Kishony work on combinations of drugs began in 2006 when his laboratory has shown that to understand why some drugs work well or poorly together can help researchers identify the cellular functions they attack. For example, drugs that block protein production work badly with drugs that block DNA replication, but they work well with drugs that weaken the cell wall.To confirm these initial findings, the team conducted a second series of experiments which have compromised the ability of E. coli for the production of ribosomes. As a result, the cells can more easily withstand the assault of the first drug, yet succumbed to the second, completely eliminating the strong antagonism between the drugs.
Drugs that inhibit DNA synthesis, such as ciprofloxacin , interrupt cell division. As a result, E. coli into a state of stress.
However, since the Kishony lab discovered in 2008 that the antagonistic pairs of drugs slow the progression of antibiotic resistance has become increasingly clear that these drug combinations warrant further studies.
The work was done in collaboration with Stanford University research associate Selwyn Quan, is described in his cell on November 13.
When the team has added additional stress to inhibit protein synthesis of drugs such as tetracycline, instead of causing the death of more cells, the second drug to overproduction of ribosomes and proteins. Since this drug inhibits the rest of the ribosome, it corrects for the fact that the cell has too many in the first place, said Bollenbach.
This research was funded by the National Institutes of Health. Bollenbach received support from a scholarship from the Alexander von Humboldt.
But with ciprofloxacin, the cells try to repair DNA, while the production of ribosomes. It is not in the best interest of the cell, because making ribosomes uses resources and creates a surplus of cellular proteins, which is even more expensive.
Understanding how cells change their genetic programs in the presence of antibiotics can provide guidance on ways to discourage the growth of pathogens and promote the growth of good bacteria in the laboratory and clinic, said Kishony.
Just as some drugs work better together, however, other pairs are counter-productive.
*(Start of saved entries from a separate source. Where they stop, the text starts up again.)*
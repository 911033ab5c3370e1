mod definition;
mod evaluator;
mod health;
mod message;
mod model;

pub use definition::{ALERT_CLUSTER_HEALTH, ActionVariable, AlertDefinition, DEFAULT_ACTION_GROUP};
pub use evaluator::{AlertEvaluator, Evaluation};
pub use health::{HealthTable, HealthTableError, HealthThreshold};
pub use model::{
    AlertMessage, ClusterAlertState, ClusterIdentity, Diagnostic, LINK_END_TOKEN,
    LINK_START_TOKEN, LegacySignal, LinkToken, NextStep, NotificationPayload, NotificationState,
    RawLegacySignal, RawSignalMetadata, RejectReason, SignalError, TokenType,
};
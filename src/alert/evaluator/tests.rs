use std::collections::{BTreeMap, HashMap};

use crate::alert::{
    AlertDefinition, AlertEvaluator, ClusterAlertState, ClusterIdentity, Diagnostic, HealthTable,
    HealthThreshold, LegacySignal, NotificationState, RejectReason, TokenType,
};

const CLUSTER_UUID: &str = "abc123";
const CLUSTER_NAME: &str = "testCluster";

fn evaluator() -> AlertEvaluator {
    let table = HealthTable::new(vec![
        HealthThreshold {
            min_score: 2100,
            label: "red".to_string(),
        },
        HealthThreshold {
            min_score: 1000,
            label: "yellow".to_string(),
        },
    ])
    .expect("table should build");
    AlertEvaluator::new(AlertDefinition::default(), table)
}

fn identities() -> HashMap<String, ClusterIdentity> {
    HashMap::from([(
        CLUSTER_UUID.to_string(),
        ClusterIdentity {
            cluster_uuid: CLUSTER_UUID.to_string(),
            cluster_name: CLUSTER_NAME.to_string(),
        },
    )])
}

fn yellow_signal() -> LegacySignal {
    LegacySignal {
        cluster_uuid: CLUSTER_UUID.to_string(),
        severity_score: 2000,
        prefix_text: "Elasticsearch cluster status is yellow.".to_string(),
        recommendation_text: "Allocate missing replica shards.".to_string(),
        resolved_at_ms: None,
        ccs: None,
    }
}

fn resolved_signal(resolved_at_ms: i64) -> LegacySignal {
    LegacySignal {
        resolved_at_ms: Some(resolved_at_ms),
        ..yellow_signal()
    }
}

fn fire_once(evaluator: &AlertEvaluator, now_ms: i64) -> BTreeMap<String, ClusterAlertState> {
    evaluator
        .evaluate(&[yellow_signal()], &identities(), &BTreeMap::new(), now_ms)
        .new_states
}

#[test]
fn no_signals_and_no_state_is_a_no_op() {
    let evaluation = evaluator().evaluate(&[], &identities(), &BTreeMap::new(), 1);

    assert!(evaluation.new_states.is_empty());
    assert!(evaluation.notifications.is_empty());
    assert!(evaluation.diagnostics.is_empty());
}

#[test]
fn fires_with_rendered_message_and_payload() {
    let evaluation = evaluator().evaluate(&[yellow_signal()], &identities(), &BTreeMap::new(), 1);

    let state = evaluation
        .new_states
        .get(CLUSTER_UUID)
        .expect("state should be written");
    assert!(state.is_firing);
    assert_eq!(state.cluster.cluster_name, CLUSTER_NAME);
    assert_eq!(state.severity, "danger");
    assert_eq!(state.triggered_at_ms, Some(1));
    assert_eq!(state.last_checked_at_ms, 1);
    assert_eq!(state.resolved_at_ms, None);
    assert_eq!(state.message.text, "Elasticsearch cluster health is yellow.");
    assert_eq!(
        state.message.next_steps[0].text,
        "Allocate missing replica shards. #start_linkView now#end_link"
    );
    let token = &state.message.next_steps[0].tokens[0];
    assert_eq!(token.start_token, "#start_link");
    assert_eq!(token.end_token, "#end_link");
    assert_eq!(token.token_type, TokenType::Link);
    assert_eq!(token.url, "elasticsearch/indices");

    assert_eq!(evaluation.notifications.len(), 1);
    let payload = &evaluation.notifications[0];
    assert_eq!(payload.state, NotificationState::Firing);
    assert_eq!(payload.action_group, "default");
    assert_eq!(payload.cluster_name, CLUSTER_NAME);
    assert_eq!(payload.cluster_health, "yellow");
    assert_eq!(
        payload.action.as_deref(),
        Some("[Allocate missing replica shards.](elasticsearch/indices)")
    );
    assert_eq!(
        payload.action_plain.as_deref(),
        Some("Allocate missing replica shards.")
    );
    assert_eq!(
        payload.internal_short_message,
        "Cluster health alert is firing for testCluster. Current health is yellow. Allocate missing replica shards."
    );
    assert_eq!(
        payload.internal_full_message,
        "Cluster health alert is firing for testCluster. Current health is yellow. [Allocate missing replica shards.](elasticsearch/indices)"
    );
}

#[test]
fn steady_firing_keeps_trigger_time_and_renotifies() {
    let evaluator = evaluator();
    let previous = fire_once(&evaluator, 1);

    let evaluation = evaluator.evaluate(&[yellow_signal()], &identities(), &previous, 60_001);

    let state = &evaluation.new_states[CLUSTER_UUID];
    assert!(state.is_firing);
    assert_eq!(state.triggered_at_ms, Some(1));
    assert_eq!(state.last_checked_at_ms, 60_001);
    assert_eq!(evaluation.notifications.len(), 1);
    assert_eq!(evaluation.notifications[0].state, NotificationState::Firing);
}

#[test]
fn resolves_previously_firing_cluster_once() {
    let evaluator = evaluator();
    let previous = fire_once(&evaluator, 1);

    let evaluation = evaluator.evaluate(&[resolved_signal(1)], &identities(), &previous, 1);

    let state = &evaluation.new_states[CLUSTER_UUID];
    assert!(!state.is_firing);
    assert_eq!(state.resolved_at_ms, Some(1));
    assert_eq!(state.triggered_at_ms, Some(1));
    assert_eq!(state.message.text, "Elasticsearch cluster health is green.");
    assert!(state.message.next_steps.is_empty());

    assert_eq!(evaluation.notifications.len(), 1);
    let payload = &evaluation.notifications[0];
    assert_eq!(payload.state, NotificationState::Resolved);
    assert_eq!(payload.cluster_health, "yellow");
    assert_eq!(
        payload.internal_short_message,
        "Cluster health alert is resolved for testCluster."
    );
    assert_eq!(payload.internal_full_message, payload.internal_short_message);
    assert_eq!(payload.action, None);

    let repeated = evaluator.evaluate(
        &[resolved_signal(1)],
        &identities(),
        &evaluation.new_states,
        2,
    );
    assert!(repeated.notifications.is_empty());
    assert_eq!(repeated.new_states[CLUSTER_UUID].last_checked_at_ms, 2);
    assert!(!repeated.new_states[CLUSTER_UUID].is_firing);
}

#[test]
fn resolved_signal_for_unseen_cluster_records_state_without_notifying() {
    let evaluation =
        evaluator().evaluate(&[resolved_signal(5)], &identities(), &BTreeMap::new(), 10);

    let state = &evaluation.new_states[CLUSTER_UUID];
    assert!(!state.is_firing);
    assert_eq!(state.resolved_at_ms, Some(5));
    assert_eq!(state.triggered_at_ms, None);
    assert!(evaluation.notifications.is_empty());
}

#[test]
fn refiring_after_resolution_restarts_trigger_time() {
    let evaluator = evaluator();
    let fired = fire_once(&evaluator, 1);
    let resolved = evaluator
        .evaluate(&[resolved_signal(2)], &identities(), &fired, 2)
        .new_states;

    let evaluation = evaluator.evaluate(&[yellow_signal()], &identities(), &resolved, 3);

    let state = &evaluation.new_states[CLUSTER_UUID];
    assert!(state.is_firing);
    assert_eq!(state.triggered_at_ms, Some(3));
    assert_eq!(state.resolved_at_ms, None);
}

#[test]
fn missing_signal_carries_state_forward_silently() {
    let evaluator = evaluator();
    let previous = fire_once(&evaluator, 1);

    let evaluation = evaluator.evaluate(&[], &identities(), &previous, 500);

    let state = &evaluation.new_states[CLUSTER_UUID];
    assert!(state.is_firing);
    assert_eq!(state.triggered_at_ms, Some(1));
    assert_eq!(state.last_checked_at_ms, 500);
    assert_eq!(state.message, previous[CLUSTER_UUID].message);
    assert!(evaluation.notifications.is_empty());
}

#[test]
fn unknown_identity_falls_back_to_uuid() {
    let evaluation = evaluator().evaluate(&[yellow_signal()], &HashMap::new(), &BTreeMap::new(), 1);

    let state = &evaluation.new_states[CLUSTER_UUID];
    assert_eq!(state.cluster.cluster_name, CLUSTER_UUID);
    assert_eq!(
        evaluation.notifications[0].internal_short_message,
        "Cluster health alert is firing for abc123. Current health is yellow. Allocate missing replica shards."
    );
    assert_eq!(
        evaluation.diagnostics,
        vec![Diagnostic::MissingIdentity {
            cluster_uuid: CLUSTER_UUID.to_string()
        }]
    );
}

#[test]
fn unknown_identity_prefers_stored_cluster_name() {
    let evaluator = evaluator();
    let previous = fire_once(&evaluator, 1);

    let evaluation = evaluator.evaluate(&[resolved_signal(2)], &HashMap::new(), &previous, 2);

    assert_eq!(evaluation.new_states[CLUSTER_UUID].cluster.cluster_name, CLUSTER_NAME);
    assert_eq!(
        evaluation.notifications[0].internal_short_message,
        "Cluster health alert is resolved for testCluster."
    );
}

#[test]
fn rejected_signal_leaves_state_untouched_and_isolated() {
    let evaluator = evaluator();
    let previous = fire_once(&evaluator, 1);

    let low_severity = LegacySignal {
        severity_score: 10,
        ..yellow_signal()
    };
    let other = LegacySignal {
        cluster_uuid: "def456".to_string(),
        severity_score: 2200,
        ..yellow_signal()
    };

    let evaluation = evaluator.evaluate(&[low_severity, other], &identities(), &previous, 99);

    assert_eq!(evaluation.new_states[CLUSTER_UUID], previous[CLUSTER_UUID]);
    assert!(evaluation.new_states["def456"].is_firing);
    assert_eq!(evaluation.notifications.len(), 1);
    assert_eq!(evaluation.notifications[0].cluster_uuid, "def456");
    assert_eq!(evaluation.notifications[0].cluster_health, "red");
    assert!(evaluation.diagnostics.contains(&Diagnostic::RejectedSignal {
        cluster_uuid: CLUSTER_UUID.to_string(),
        reason: RejectReason::SeverityBelowThresholds { severity_score: 10 },
    }));
}

#[test]
fn empty_recommendation_is_rejected_without_creating_state() {
    let signal = LegacySignal {
        recommendation_text: "  ".to_string(),
        ..yellow_signal()
    };

    let evaluation = evaluator().evaluate(&[signal], &identities(), &BTreeMap::new(), 1);

    assert!(evaluation.new_states.is_empty());
    assert!(evaluation.notifications.is_empty());
    assert_eq!(
        evaluation.diagnostics,
        vec![Diagnostic::RejectedSignal {
            cluster_uuid: CLUSTER_UUID.to_string(),
            reason: RejectReason::EmptyRecommendation,
        }]
    );
}

#[test]
fn first_duplicate_signal_wins() {
    let evaluation = evaluator().evaluate(
        &[yellow_signal(), resolved_signal(1)],
        &identities(),
        &BTreeMap::new(),
        1,
    );

    assert!(evaluation.new_states[CLUSTER_UUID].is_firing);
    assert_eq!(evaluation.notifications.len(), 1);
    assert_eq!(
        evaluation.diagnostics,
        vec![Diagnostic::DuplicateSignal {
            cluster_uuid: CLUSTER_UUID.to_string()
        }]
    );
}

#[test]
fn identical_inputs_produce_identical_evaluations() {
    let evaluator = evaluator();
    let previous = fire_once(&evaluator, 1);
    let signals = [
        resolved_signal(7),
        LegacySignal {
            cluster_uuid: "zzz".to_string(),
            ..yellow_signal()
        },
    ];

    let first = evaluator.evaluate(&signals, &identities(), &previous, 7);
    let second = evaluator.evaluate(&signals, &identities(), &previous, 7);

    assert_eq!(first, second);
    assert_eq!(first.notifications.len(), 2);
    assert_eq!(first.notifications[0].cluster_uuid, CLUSTER_UUID);
    assert_eq!(first.notifications[1].cluster_uuid, "zzz");
}

#[test]
fn ccs_name_is_recorded_on_state() {
    let signal = LegacySignal {
        ccs: Some("remote_a".to_string()),
        ..yellow_signal()
    };

    let evaluation = evaluator().evaluate(&[signal], &identities(), &BTreeMap::new(), 1);

    assert_eq!(
        evaluation.new_states[CLUSTER_UUID].ccs.as_deref(),
        Some("remote_a")
    );
}

#[test]
fn state_serializes_with_persisted_field_names() {
    let states = fire_once(&evaluator(), 1);
    let json = serde_json::to_value(&states[CLUSTER_UUID]).expect("state should serialize");

    assert_eq!(json["cluster"]["clusterUuid"], CLUSTER_UUID);
    assert_eq!(json["cluster"]["clusterName"], CLUSTER_NAME);
    assert_eq!(json["isFiring"], true);
    assert_eq!(json["triggeredAtMs"], 1);
    assert_eq!(json["message"]["text"], "Elasticsearch cluster health is yellow.");

    let decoded: ClusterAlertState =
        serde_json::from_value(json).expect("state should deserialize");
    assert_eq!(decoded, states[CLUSTER_UUID]);
}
The question we asked was how is it possible that two drugs in combination are less effective than a single one of them, said the lead author and professor at Harvard Medical School associate of systems biology Roy Kishony.
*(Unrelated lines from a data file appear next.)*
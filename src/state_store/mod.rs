use std::{
    collections::{BTreeMap, HashMap},
    sync::Mutex,
};

use thiserror::Error;

use crate::alert::ClusterAlertState;
use crate::config::Config;

const STATES_TREE: &str = "alert_states";

#[derive(Debug, Error)]
pub enum StateStoreError {
    #[error("state store error: {0}")]
    Sled(#[from] sled::Error),
    #[error("failed to encode alert state: {0}")]
    Encode(#[from] serde_json::Error),
    #[error("in-memory state store lock poisoned")]
    Poisoned,
}

/// Durable per-cluster alert state, one record per cluster per alert type.
pub trait StateStore {
    fn load_states(
        &self,
        alert_type: &str,
    ) -> Result<BTreeMap<String, ClusterAlertState>, StateStoreError>;

    fn persist_states(
        &self,
        alert_type: &str,
        states: &BTreeMap<String, ClusterAlertState>,
    ) -> Result<(), StateStoreError>;
}

pub enum ActiveStateStore {
    Sled(SledStateStore),
    Memory(InMemoryStateStore),
}

impl ActiveStateStore {
    pub fn open_from_config(config: &Config) -> Result<Self, StateStoreError> {
        if !config.state_store.enabled {
            return Ok(Self::Memory(InMemoryStateStore::default()));
        }

        Ok(Self::Sled(SledStateStore::open(&config.state_store.path)?))
    }
}

impl StateStore for ActiveStateStore {
    fn load_states(
        &self,
        alert_type: &str,
    ) -> Result<BTreeMap<String, ClusterAlertState>, StateStoreError> {
        match self {
            ActiveStateStore::Sled(store) => store.load_states(alert_type),
            ActiveStateStore::Memory(store) => store.load_states(alert_type),
        }
    }

    fn persist_states(
        &self,
        alert_type: &str,
        states: &BTreeMap<String, ClusterAlertState>,
    ) -> Result<(), StateStoreError> {
        match self {
            ActiveStateStore::Sled(store) => store.persist_states(alert_type, states),
            ActiveStateStore::Memory(store) => store.persist_states(alert_type, states),
        }
    }
}

#[derive(Clone)]
pub struct SledStateStore {
    states: sled::Tree,
}

impl SledStateStore {
    pub fn open(path: &str) -> Result<Self, sled::Error> {
        let db = sled::open(path)?;
        Ok(Self {
            states: db.open_tree(STATES_TREE)?,
        })
    }
}

fn record_key(alert_type: &str, cluster_uuid: &str) -> String {
    format!("{}/{}", alert_type, cluster_uuid)
}

impl StateStore for SledStateStore {
    fn load_states(
        &self,
        alert_type: &str,
    ) -> Result<BTreeMap<String, ClusterAlertState>, StateStoreError> {
        let prefix = record_key(alert_type, "");
        let mut states = BTreeMap::new();

        for item in self.states.scan_prefix(prefix.as_bytes()) {
            let (key, value) = item?;
            let cluster_uuid = String::from_utf8_lossy(&key[prefix.len()..]).into_owned();
            match serde_json::from_slice::<ClusterAlertState>(&value) {
                Ok(state) => {
                    states.insert(cluster_uuid, state);
                }
                Err(error) => {
                    log::warn!(
                        "state_store_record_skipped alert_type={} cluster_uuid={} error={}",
                        alert_type,
                        cluster_uuid,
                        error
                    );
                }
            }
        }

        Ok(states)
    }

    fn persist_states(
        &self,
        alert_type: &str,
        states: &BTreeMap<String, ClusterAlertState>,
    ) -> Result<(), StateStoreError> {
        // all records of a tick land together or not at all
        let mut batch = sled::Batch::default();
        for (cluster_uuid, state) in states {
            let value = serde_json::to_vec(state)?;
            batch.insert(record_key(alert_type, cluster_uuid).as_bytes(), value);
        }
        self.states.apply_batch(batch)?;
        self.states.flush()?;
        Ok(())
    }
}

#[derive(Debug, Default)]
pub struct InMemoryStateStore {
    states: Mutex<HashMap<String, BTreeMap<String, ClusterAlertState>>>,
}

impl StateStore for InMemoryStateStore {
    fn load_states(
        &self,
        alert_type: &str,
    ) -> Result<BTreeMap<String, ClusterAlertState>, StateStoreError> {
        let states = self.states.lock().map_err(|_| StateStoreError::Poisoned)?;
        Ok(states.get(alert_type).cloned().unwrap_or_default())
    }

    fn persist_states(
        &self,
        alert_type: &str,
        states: &BTreeMap<String, ClusterAlertState>,
    ) -> Result<(), StateStoreError> {
        let mut stored = self.states.lock().map_err(|_| StateStoreError::Poisoned)?;
        stored
            .entry(alert_type.to_string())
            .or_default()
            .extend(states.iter().map(|(uuid, state)| (uuid.clone(), state.clone())));
        Ok(())
    }
}
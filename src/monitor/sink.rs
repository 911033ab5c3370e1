use std::fs;
use std::io::Write;
use std::path::Path;

use chrono::Utc;
use file_rotate::{ContentLimit, FileRotate, compression::Compression, suffix::AppendCount};
use serde::Serialize;
use thiserror::Error;

use crate::alert::NotificationPayload;
use crate::config::Config;

#[derive(Debug, Error)]
pub enum SinkError {
    #[error("failed to write notification log: {0}")]
    Io(#[from] std::io::Error),
    #[error("failed to encode notification: {0}")]
    Encode(#[from] serde_json::Error),
}

pub trait NotificationSink {
    async fn deliver(&mut self, payload: &NotificationPayload) -> Result<(), SinkError>;
}

/// Emits each payload as a structured tracing event.
#[derive(Debug, Default)]
pub struct LogNotificationSink;

impl NotificationSink for LogNotificationSink {
    async fn deliver(&mut self, payload: &NotificationPayload) -> Result<(), SinkError> {
        tracing::info!(
            target: "notifications",
            action_group = payload.action_group.as_str(),
            cluster_uuid = payload.cluster_uuid.as_str(),
            cluster_name = payload.cluster_name.as_str(),
            cluster_health = payload.cluster_health.as_str(),
            state = payload.state.as_str(),
            message = payload.internal_short_message.as_str(),
            "alert_notification"
        );
        Ok(())
    }
}

#[derive(Serialize)]
struct NotificationRecord<'a> {
    delivered_at_utc: String,
    #[serde(flatten)]
    payload: &'a NotificationPayload,
}

/// Appends one JSON line per payload, rotating by size.
pub struct JsonlNotificationSink {
    writer: FileRotate<AppendCount>,
}

impl JsonlNotificationSink {
    pub fn open(
        path: impl AsRef<Path>,
        max_file_size_bytes: u64,
        max_files: u16,
    ) -> Result<Self, SinkError> {
        let path = path.as_ref();
        if let Some(parent) = path.parent() {
            fs::create_dir_all(parent)?;
        }

        let max_bytes = usize::try_from(max_file_size_bytes).unwrap_or(usize::MAX);
        let writer = FileRotate::new(
            path,
            AppendCount::new(max_files as usize),
            ContentLimit::BytesSurpassed(max_bytes),
            Compression::None,
            None,
        );
        Ok(Self { writer })
    }
}

impl NotificationSink for JsonlNotificationSink {
    async fn deliver(&mut self, payload: &NotificationPayload) -> Result<(), SinkError> {
        let record = NotificationRecord {
            delivered_at_utc: Utc::now().to_rfc3339(),
            payload,
        };
        // one write per record so rotation never splits a line
        let mut line = serde_json::to_vec(&record)?;
        line.push(b'\n');
        self.writer.write_all(&line)?;
        self.writer.flush()?;
        Ok(())
    }
}

/// Log sink always, rotating file sink when `notification_log.enabled`.
pub struct ConfiguredSinks {
    log: LogNotificationSink,
    file: Option<JsonlNotificationSink>,
}

impl ConfiguredSinks {
    pub fn from_config(config: &Config) -> Result<Self, SinkError> {
        let file = if config.notification_log.enabled {
            Some(JsonlNotificationSink::open(
                &config.notification_log.path,
                config.notification_log.max_file_size_bytes,
                config.notification_log.max_files,
            )?)
        } else {
            None
        };

        Ok(Self {
            log: LogNotificationSink,
            file,
        })
    }
}

impl NotificationSink for ConfiguredSinks {
    async fn deliver(&mut self, payload: &NotificationPayload) -> Result<(), SinkError> {
        self.log.deliver(payload).await?;
        if let Some(file) = self.file.as_mut() {
            file.deliver(payload).await?;
        }
        Ok(())
    }
}

#[cfg(test)]
#[derive(Debug, Default)]
pub(crate) struct CollectingSink {
    pub(crate) delivered: Vec<NotificationPayload>,
}

#[cfg(test)]
impl NotificationSink for CollectingSink {
    async fn deliver(&mut self, payload: &NotificationPayload) -> Result<(), SinkError> {
        self.delivered.push(payload.clone());
        Ok(())
    }
}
According to the first author and researcher in systems biology Tobias Bollenbach, clinical researchers are primarily interested in drugs that together work better than one, and if the studies tend to focus on to explain some mechanisms of the synergistic drug pairs originally.
Identify Wnt16 as a key factor in the production of HSC significantly expands what is known about how HSCs are formed and provides insight into new tissues talk to each other to achieve the ultimate goal to produce the adult blood system. We’re going to figure out something that people have been asking for decades, said Wilson K. Clements, lead author of the study and a postdoctoral fellow in the laboratory of Traver.
The work suggests that there are things about antibiotics and other inhibitors that we never suspected, said the University of British Columbia microbiologist Julian Davies, We are so naive about how drugs work. We are so naive about the activities of these compounds once they are actually human beings. I think it will be important this work is that people will be able to design model studies with animals.
The discovery has inspired Kishony and his team to ask a broader question of antibiotic interactions.
Kishony recently received a grant of federal stimulus to pursue a study that explores the genetic determinants of drug interactions and broader attempts to determine whether the cells can be synthetically manipulated to change the way the drugs interact.